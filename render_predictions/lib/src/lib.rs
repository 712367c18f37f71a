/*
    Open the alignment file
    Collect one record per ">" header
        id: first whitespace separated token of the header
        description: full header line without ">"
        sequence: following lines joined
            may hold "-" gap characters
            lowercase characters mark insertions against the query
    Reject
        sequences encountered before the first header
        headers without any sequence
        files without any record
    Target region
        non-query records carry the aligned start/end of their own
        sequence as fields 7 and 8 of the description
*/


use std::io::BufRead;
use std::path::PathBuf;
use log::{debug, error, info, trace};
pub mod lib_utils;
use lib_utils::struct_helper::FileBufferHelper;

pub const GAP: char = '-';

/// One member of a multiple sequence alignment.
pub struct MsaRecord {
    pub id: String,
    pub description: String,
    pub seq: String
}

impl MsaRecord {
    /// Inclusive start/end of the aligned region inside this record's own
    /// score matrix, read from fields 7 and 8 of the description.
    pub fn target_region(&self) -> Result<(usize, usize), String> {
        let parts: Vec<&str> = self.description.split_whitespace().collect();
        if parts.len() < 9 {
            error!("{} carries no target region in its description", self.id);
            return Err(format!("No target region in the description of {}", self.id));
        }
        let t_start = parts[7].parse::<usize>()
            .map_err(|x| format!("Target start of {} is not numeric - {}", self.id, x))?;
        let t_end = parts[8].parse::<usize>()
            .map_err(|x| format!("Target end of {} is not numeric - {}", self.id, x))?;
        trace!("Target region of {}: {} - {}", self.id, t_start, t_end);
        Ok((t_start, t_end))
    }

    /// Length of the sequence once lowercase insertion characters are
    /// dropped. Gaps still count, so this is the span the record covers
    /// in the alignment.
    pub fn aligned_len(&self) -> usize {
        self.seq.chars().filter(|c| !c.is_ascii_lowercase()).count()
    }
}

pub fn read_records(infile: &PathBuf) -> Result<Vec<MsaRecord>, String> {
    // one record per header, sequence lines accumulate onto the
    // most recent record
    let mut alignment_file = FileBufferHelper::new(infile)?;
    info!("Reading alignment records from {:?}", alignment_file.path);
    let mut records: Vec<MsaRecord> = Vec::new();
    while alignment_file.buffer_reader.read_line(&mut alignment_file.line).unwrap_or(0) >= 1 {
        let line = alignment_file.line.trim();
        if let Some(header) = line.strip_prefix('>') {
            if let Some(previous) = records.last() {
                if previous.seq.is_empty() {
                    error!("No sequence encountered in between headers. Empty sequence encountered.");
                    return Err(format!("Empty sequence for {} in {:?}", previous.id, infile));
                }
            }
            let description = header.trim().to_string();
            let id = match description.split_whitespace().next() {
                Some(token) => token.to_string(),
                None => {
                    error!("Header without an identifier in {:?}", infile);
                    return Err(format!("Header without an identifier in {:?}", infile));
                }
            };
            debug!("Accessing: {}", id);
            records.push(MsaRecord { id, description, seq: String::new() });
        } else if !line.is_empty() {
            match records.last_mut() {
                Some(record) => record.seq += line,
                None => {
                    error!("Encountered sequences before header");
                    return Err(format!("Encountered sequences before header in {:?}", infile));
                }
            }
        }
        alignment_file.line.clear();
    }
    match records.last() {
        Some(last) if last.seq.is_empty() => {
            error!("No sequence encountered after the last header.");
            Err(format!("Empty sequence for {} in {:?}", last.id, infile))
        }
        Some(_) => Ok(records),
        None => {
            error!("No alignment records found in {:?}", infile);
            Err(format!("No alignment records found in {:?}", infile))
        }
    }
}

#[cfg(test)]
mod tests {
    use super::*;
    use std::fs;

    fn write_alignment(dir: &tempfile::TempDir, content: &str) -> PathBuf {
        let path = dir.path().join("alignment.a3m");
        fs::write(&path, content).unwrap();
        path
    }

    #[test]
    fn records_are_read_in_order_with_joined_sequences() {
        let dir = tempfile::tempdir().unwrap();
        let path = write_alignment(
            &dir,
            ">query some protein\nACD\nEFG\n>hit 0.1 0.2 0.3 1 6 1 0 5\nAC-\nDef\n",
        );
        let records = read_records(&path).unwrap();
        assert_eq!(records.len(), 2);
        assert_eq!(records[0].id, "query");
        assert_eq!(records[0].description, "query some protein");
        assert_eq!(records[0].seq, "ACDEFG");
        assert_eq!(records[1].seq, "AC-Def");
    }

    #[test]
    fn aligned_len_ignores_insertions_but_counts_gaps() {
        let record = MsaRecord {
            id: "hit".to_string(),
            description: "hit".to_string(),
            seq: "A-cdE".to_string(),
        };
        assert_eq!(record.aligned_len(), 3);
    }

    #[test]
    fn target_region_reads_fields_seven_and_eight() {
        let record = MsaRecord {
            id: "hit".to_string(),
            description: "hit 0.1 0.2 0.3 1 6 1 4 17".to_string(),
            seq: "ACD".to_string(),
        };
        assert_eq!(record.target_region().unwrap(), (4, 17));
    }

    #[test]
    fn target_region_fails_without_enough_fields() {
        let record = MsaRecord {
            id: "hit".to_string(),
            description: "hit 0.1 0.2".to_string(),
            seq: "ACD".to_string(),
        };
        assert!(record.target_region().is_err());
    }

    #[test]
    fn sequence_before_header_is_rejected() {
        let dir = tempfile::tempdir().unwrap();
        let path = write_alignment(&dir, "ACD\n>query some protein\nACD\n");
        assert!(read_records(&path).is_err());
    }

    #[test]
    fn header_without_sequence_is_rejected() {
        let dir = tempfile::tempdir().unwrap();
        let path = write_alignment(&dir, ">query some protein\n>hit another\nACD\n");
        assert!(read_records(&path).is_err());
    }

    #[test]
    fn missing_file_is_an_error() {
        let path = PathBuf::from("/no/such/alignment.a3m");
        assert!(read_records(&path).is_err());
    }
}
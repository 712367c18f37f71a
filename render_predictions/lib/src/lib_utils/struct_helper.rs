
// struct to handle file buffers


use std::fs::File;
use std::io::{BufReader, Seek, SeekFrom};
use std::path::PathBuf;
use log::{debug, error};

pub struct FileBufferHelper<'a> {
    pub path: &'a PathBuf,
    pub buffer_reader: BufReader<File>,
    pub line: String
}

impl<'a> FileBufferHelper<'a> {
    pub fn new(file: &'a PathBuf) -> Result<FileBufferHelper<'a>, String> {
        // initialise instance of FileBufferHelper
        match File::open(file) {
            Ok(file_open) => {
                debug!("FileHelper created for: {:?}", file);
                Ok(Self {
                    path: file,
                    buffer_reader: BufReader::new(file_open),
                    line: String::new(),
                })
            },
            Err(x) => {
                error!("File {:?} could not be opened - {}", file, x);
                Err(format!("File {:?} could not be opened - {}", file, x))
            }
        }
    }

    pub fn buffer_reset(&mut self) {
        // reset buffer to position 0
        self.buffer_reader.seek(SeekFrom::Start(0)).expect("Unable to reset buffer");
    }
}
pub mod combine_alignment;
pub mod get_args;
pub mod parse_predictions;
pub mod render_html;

---+---

> **Description of the task**
Each record above must be output without any alteration.

> **Solution to the problem**
filename render_predictions/lib/src/lib.rs
repository 712367c18f37f71a
/*
    Open the alignment file
    Collect one record per ">" header
        id: first whitespace separated token of the header
        description: full header line without ">"
        sequence: following lines joined
            may hold "-" gap characters
            lowercase characters mark insertions against the query
    Reject
        sequences encountered before the first header
        headers without any sequence
        files without any record
    Target region
        non-query records carry the aligned start/end of their own
        sequence as fields 7 and 8 of the description
*/


use std::io::BufRead;
use std::path::PathBuf;
use log::{debug, error, info, trace};
pub mod lib_utils;
use lib_utils::struct_helper::FileBufferHelper;

pub const GAP: char = '-';

/// One member of a multiple sequence alignment.
pub struct MsaRecord {
    pub id: String,
    pub description: String,
    pub seq: String
}

impl MsaRecord {
    /// Inclusive start/end of the aligned region inside this record's own
    /// score matrix, read from fields 7 and 8 of the description.
    pub fn target_region(&self) -> Result<(usize, usize), String> {
        let parts: Vec<&str> = self.description.split_whitespace().collect();
        if parts.len() < 9 {
            error!("{} carries no target region in its description", self.id);
            return Err(format!("No target region in the description of {}", self.id));
        }
        let t_start = parts[7].parse::<usize>()
            .map_err(|x| format!("Target start of {} is not numeric - {}", self.id, x))?;
        let t_end = parts[8].parse::<usize>()
            .map_err(|x| format!("Target end of {} is not numeric - {}", self.id, x))?;
        trace!("Target region of {}: {} - {}", self.id, t_start, t_end);
        Ok((t_start, t_end))
    }

    /// Length of the sequence once lowercase insertion characters are
    /// dropped. Gaps still count, so this is the span the record covers
    /// in the alignment.
    pub fn aligned_len(&self) -> usize {
        self.seq.chars().filter(|c| !c.is_ascii_lowercase()).count()
    }
}

pub fn read_records(infile: &PathBuf) -> Result<Vec<MsaRecord>, String> {
    // one record per header, sequence lines accumulate onto the
    // most recent record
    let mut alignment_file = FileBufferHelper::new(infile)?;
    info!("Reading alignment records from {:?}", alignment_file.path);
    let mut records: Vec<MsaRecord> = Vec::new();
    while alignment_file.buffer_reader.read_line(&mut alignment_file.line).unwrap_or(0) >= 1 {
        let line = alignment_file.line.trim();
        if let Some(header) = line.strip_prefix('>') {
            if let Some(previous) = records.last() {
                if previous.seq.is_empty() {
                    error!("No sequence encountered in between headers. Empty sequence encountered.");
                    return Err(format!("Empty sequence for {} in {:?}", previous.id, infile));
                }
            }
            let description = header.trim().to_string();
            let id = match description.split_whitespace().next() {
                Some(token) => token.to_string(),
                None => {
                    error!("Header without an identifier in {:?}", infile);
                    return Err(format!("Header without an identifier in {:?}", infile));
                }
            };
            debug!("Accessing: {}", id);
            records.push(MsaRecord { id, description, seq: String::new() });
        } else if !line.is_empty() {
            match records.last_mut() {
                Some(record) => record.seq += line,
                None => {
                    error!("Encountered sequences before header");
                    return Err(format!("Encountered sequences before header in {:?}", infile));
                }
            }
        }
        alignment_file.line.clear();
    }
    match records.last() {
        Some(last) if last.seq.is_empty() => {
            error!("No sequence encountered after the last header.");
            Err(format!("Empty sequence for {} in {:?}", last.id, infile))
        }
        Some(_) => Ok(records),
        None => {
            error!("No alignment records found in {:?}", infile);
            Err(format!("No alignment records found in {:?}", infile))
        }
    }
}

#[cfg(test)]
mod tests {
    use super::*;
    use std::fs;

    fn write_alignment(dir: &tempfile::TempDir, content: &str) -> PathBuf {
        let path = dir.path().join("alignment.a3m");
        fs::write(&path, content).unwrap();
        path
    }

    #[test]
    fn records_are_read_in_order_with_joined_sequences() {
        let dir = tempfile::tempdir().unwrap();
        let path = write_alignment(
            &dir,
            ">query some protein\nACD\nEFG\n>hit 0.1 0.2 0.3 1 6 1 0 5\nAC-\nDef\n",
        );
        let records = read_records(&path).unwrap();
        assert_eq!(records.len(), 2);
        assert_eq!(records[0].id, "query");
        assert_eq!(records[0].description, "query some protein");
        assert_eq!(records[0].seq, "ACDEFG");
        assert_eq!(records[1].seq, "AC-Def");
    }

    #[test]
    fn aligned_len_ignores_insertions_but_counts_gaps() {
        let record = MsaRecord {
            id: "hit".to_string(),
            description: "hit".to_string(),
            seq: "A-cdE".to_string(),
        };
        assert_eq!(record.aligned_len(), 3);
    }

    #[test]
    fn target_region_reads_fields_seven_and_eight() {
        let record = MsaRecord {
            id: "hit".to_string(),
            description: "hit 0.1 0.2 0.3 1 6 1 4 17".to_string(),
            seq: "ACD".to_string(),
        };
        assert_eq!(record.target_region().unwrap(), (4, 17));
    }

    #[test]
    fn target_region_fails_without_enough_fields() {
        let record = MsaRecord {
            id: "hit".to_string(),
            description: "hit 0.1 0.2".to_string(),
            seq: "ACD".to_string(),
        };
        assert!(record.target_region().is_err());
    }

    #[test]
    fn sequence_before_header_is_rejected() {
        let dir = tempfile::tempdir().unwrap();
        let path = write_alignment(&dir, "ACD\n>query some protein\nACD\n");
        assert!(read_records(&path).is_err());
    }

    #[test]
    fn header_without_sequence_is_rejected() {
        let dir = tempfile::tempdir().unwrap();
        let path = write_alignment(&dir, ">query some protein\n>hit another\nACD\n");
        assert!(read_records(&path).is_err());
    }

    #[test]
    fn missing_file_is_an_error() {
        let path = PathBuf::from("/no/such/alignment.a3m");
        assert!(read_records(&path).is_err());
    }
}
repository 712367c18f37f71a
filename render_predictions/lib/src/lib_utils/struct_helper.rs

// struct to handle file buffers


use std::fs::File;
use std::io::{BufReader, Seek, SeekFrom};
use std::path::PathBuf;
use log::{debug, error};

pub struct FileBufferHelper<'a> {
    pub path: &'a PathBuf,
    pub buffer_reader: BufReader<File>,
    pub line: String
}

impl<'a> FileBufferHelper<'a> {
    pub fn new(file: &'a PathBuf) -> Result<FileBufferHelper<'a>, String> {
        // initialise instance of FileBufferHelper
        match File::open(file) {
            Ok(file_open) => {
                debug!("FileHelper created for: {:?}", file);
                Ok(Self {
                    path: file,
                    buffer_reader: BufReader::new(file_open),
                    line: String::new(),
                })
            },
            Err(x) => {
                error!("File {:?} could not be opened - {}", file, x);
                Err(format!("File {:?} could not be opened - {}", file, x))
            }
        }
    }

    pub fn buffer_reset(&mut self) {
        // reset buffer to position 0
        self.buffer_reader.seek(SeekFrom::Start(0)).expect("Unable to reset buffer");
    }
}
pub mod combine_alignment;
pub mod get_args;
pub mod parse_predictions;
pub mod render_html;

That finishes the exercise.